*Action item:*
Up to and including the line that contains "const OPENING_COLOR_PREVIEWS: [(&str, &str);", reproduce every line exactly, beginning with the first line below.

*Source material:*
▼

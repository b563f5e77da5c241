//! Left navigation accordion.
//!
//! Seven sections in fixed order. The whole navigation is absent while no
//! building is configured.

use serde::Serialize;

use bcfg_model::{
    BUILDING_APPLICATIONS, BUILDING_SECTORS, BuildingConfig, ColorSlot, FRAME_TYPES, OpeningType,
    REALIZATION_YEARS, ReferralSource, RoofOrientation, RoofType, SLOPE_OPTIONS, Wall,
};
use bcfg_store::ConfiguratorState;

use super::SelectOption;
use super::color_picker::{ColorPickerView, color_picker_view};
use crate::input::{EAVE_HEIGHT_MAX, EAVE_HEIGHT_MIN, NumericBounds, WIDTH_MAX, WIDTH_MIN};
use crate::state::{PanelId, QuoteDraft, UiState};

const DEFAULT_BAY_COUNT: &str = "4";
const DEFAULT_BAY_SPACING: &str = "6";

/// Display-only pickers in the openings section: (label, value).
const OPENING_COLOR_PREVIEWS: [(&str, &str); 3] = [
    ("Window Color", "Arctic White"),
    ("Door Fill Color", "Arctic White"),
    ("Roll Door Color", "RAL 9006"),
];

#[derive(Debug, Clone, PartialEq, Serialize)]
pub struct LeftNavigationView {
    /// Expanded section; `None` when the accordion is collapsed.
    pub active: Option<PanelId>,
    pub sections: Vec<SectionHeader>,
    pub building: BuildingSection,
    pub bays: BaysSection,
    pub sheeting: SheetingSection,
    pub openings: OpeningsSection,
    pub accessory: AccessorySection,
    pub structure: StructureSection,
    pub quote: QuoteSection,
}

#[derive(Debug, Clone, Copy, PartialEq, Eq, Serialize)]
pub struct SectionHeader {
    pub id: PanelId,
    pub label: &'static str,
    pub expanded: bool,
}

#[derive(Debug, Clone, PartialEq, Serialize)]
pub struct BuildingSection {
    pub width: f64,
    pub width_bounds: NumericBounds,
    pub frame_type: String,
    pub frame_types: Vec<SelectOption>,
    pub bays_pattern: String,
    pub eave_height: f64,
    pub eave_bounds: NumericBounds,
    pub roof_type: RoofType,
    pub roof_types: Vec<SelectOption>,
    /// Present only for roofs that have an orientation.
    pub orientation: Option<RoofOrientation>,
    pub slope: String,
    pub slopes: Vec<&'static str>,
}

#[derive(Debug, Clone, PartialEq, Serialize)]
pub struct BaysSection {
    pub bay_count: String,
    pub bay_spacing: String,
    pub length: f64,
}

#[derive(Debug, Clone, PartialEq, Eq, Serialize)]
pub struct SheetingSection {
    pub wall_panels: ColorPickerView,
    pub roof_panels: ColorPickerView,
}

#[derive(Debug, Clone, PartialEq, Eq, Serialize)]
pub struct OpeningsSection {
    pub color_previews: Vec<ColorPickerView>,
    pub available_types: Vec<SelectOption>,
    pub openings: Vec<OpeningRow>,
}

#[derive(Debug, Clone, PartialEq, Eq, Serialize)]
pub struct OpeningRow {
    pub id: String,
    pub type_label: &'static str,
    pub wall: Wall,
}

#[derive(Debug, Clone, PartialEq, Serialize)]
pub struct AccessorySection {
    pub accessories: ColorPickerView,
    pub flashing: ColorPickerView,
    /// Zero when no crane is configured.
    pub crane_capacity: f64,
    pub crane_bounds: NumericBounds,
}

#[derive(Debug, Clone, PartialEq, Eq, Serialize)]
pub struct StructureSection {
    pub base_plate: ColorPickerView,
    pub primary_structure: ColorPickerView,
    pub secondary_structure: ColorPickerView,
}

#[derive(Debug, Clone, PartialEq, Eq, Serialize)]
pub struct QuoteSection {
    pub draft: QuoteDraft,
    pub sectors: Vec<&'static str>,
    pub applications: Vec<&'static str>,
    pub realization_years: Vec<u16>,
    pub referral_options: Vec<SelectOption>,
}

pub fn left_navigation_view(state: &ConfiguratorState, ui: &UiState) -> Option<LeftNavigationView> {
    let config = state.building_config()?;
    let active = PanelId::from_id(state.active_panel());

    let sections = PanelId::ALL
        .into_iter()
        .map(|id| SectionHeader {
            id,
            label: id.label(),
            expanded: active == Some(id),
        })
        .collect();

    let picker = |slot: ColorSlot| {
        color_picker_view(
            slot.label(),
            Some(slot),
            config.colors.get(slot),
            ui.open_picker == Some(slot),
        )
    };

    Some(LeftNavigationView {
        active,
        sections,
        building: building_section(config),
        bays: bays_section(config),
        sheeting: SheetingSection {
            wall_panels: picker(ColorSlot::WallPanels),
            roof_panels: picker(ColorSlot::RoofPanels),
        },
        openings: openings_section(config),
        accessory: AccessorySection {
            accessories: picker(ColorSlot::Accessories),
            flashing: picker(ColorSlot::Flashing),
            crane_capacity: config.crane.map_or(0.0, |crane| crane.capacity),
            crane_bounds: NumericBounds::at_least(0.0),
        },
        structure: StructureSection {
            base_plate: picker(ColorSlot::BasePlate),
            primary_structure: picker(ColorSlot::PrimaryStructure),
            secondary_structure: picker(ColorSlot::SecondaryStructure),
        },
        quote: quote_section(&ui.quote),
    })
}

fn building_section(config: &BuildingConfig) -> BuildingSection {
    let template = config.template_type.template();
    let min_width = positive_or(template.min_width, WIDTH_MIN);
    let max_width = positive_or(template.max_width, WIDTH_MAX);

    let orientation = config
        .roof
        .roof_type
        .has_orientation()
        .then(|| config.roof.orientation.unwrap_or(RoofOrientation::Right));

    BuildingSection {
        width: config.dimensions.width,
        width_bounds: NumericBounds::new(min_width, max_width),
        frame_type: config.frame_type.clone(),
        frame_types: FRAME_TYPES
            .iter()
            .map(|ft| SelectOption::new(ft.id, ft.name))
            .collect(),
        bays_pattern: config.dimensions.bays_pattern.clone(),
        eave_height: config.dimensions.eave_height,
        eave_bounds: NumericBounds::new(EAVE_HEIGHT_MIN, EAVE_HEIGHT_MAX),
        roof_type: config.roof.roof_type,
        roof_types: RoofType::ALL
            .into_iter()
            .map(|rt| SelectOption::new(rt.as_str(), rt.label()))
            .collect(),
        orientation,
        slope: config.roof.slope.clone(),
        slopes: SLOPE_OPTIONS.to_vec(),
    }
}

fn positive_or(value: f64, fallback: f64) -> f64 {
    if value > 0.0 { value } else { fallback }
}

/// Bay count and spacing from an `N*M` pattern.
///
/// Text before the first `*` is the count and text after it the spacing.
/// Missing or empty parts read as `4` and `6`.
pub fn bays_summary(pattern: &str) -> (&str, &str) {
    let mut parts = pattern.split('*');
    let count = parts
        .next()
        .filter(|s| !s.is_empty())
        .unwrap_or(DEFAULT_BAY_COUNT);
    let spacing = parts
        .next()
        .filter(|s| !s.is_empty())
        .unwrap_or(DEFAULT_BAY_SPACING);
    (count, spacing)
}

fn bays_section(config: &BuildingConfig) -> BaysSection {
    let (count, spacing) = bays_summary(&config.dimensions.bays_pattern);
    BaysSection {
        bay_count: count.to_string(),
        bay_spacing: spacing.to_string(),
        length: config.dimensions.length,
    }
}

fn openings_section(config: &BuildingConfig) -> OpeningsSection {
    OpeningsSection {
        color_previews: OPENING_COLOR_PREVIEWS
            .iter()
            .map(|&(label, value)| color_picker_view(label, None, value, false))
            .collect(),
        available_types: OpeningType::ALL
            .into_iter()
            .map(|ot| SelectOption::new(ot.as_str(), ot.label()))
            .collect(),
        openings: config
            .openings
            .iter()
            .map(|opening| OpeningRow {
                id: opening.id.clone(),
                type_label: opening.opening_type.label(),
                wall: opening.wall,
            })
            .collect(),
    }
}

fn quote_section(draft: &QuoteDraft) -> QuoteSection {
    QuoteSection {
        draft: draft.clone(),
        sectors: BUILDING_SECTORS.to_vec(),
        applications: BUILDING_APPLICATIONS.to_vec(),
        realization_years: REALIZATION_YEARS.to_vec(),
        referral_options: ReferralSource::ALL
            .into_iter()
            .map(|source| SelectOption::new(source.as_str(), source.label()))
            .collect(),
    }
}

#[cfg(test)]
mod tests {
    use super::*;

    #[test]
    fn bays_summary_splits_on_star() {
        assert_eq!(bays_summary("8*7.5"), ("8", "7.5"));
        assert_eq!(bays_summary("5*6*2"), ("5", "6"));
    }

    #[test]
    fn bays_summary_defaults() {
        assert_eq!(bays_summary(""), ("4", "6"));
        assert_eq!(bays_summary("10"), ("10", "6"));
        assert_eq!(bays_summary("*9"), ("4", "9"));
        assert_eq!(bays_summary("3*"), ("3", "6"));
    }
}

▲

*Solution for this task:*
repository b563f5e77da5c241
//! Left navigation accordion.
//!
//! Seven sections in fixed order. The whole navigation is absent while no
//! building is configured.

use serde::Serialize;

use bcfg_model::{
    BUILDING_APPLICATIONS, BUILDING_SECTORS, BuildingConfig, ColorSlot, FRAME_TYPES, OpeningType,
    REALIZATION_YEARS, ReferralSource, RoofOrientation, RoofType, SLOPE_OPTIONS, Wall,
};
use bcfg_store::ConfiguratorState;

use super::SelectOption;
use super::color_picker::{ColorPickerView, color_picker_view};
use crate::input::{EAVE_HEIGHT_MAX, EAVE_HEIGHT_MIN, NumericBounds, WIDTH_MAX, WIDTH_MIN};
use crate::state::{PanelId, QuoteDraft, UiState};

const DEFAULT_BAY_COUNT: &str = "4";
const DEFAULT_BAY_SPACING: &str = "6";

/// Display-only pickers in the openings section: (label, value).
const OPENING_COLOR_PREVIEWS: [(&str, &str); 3] = [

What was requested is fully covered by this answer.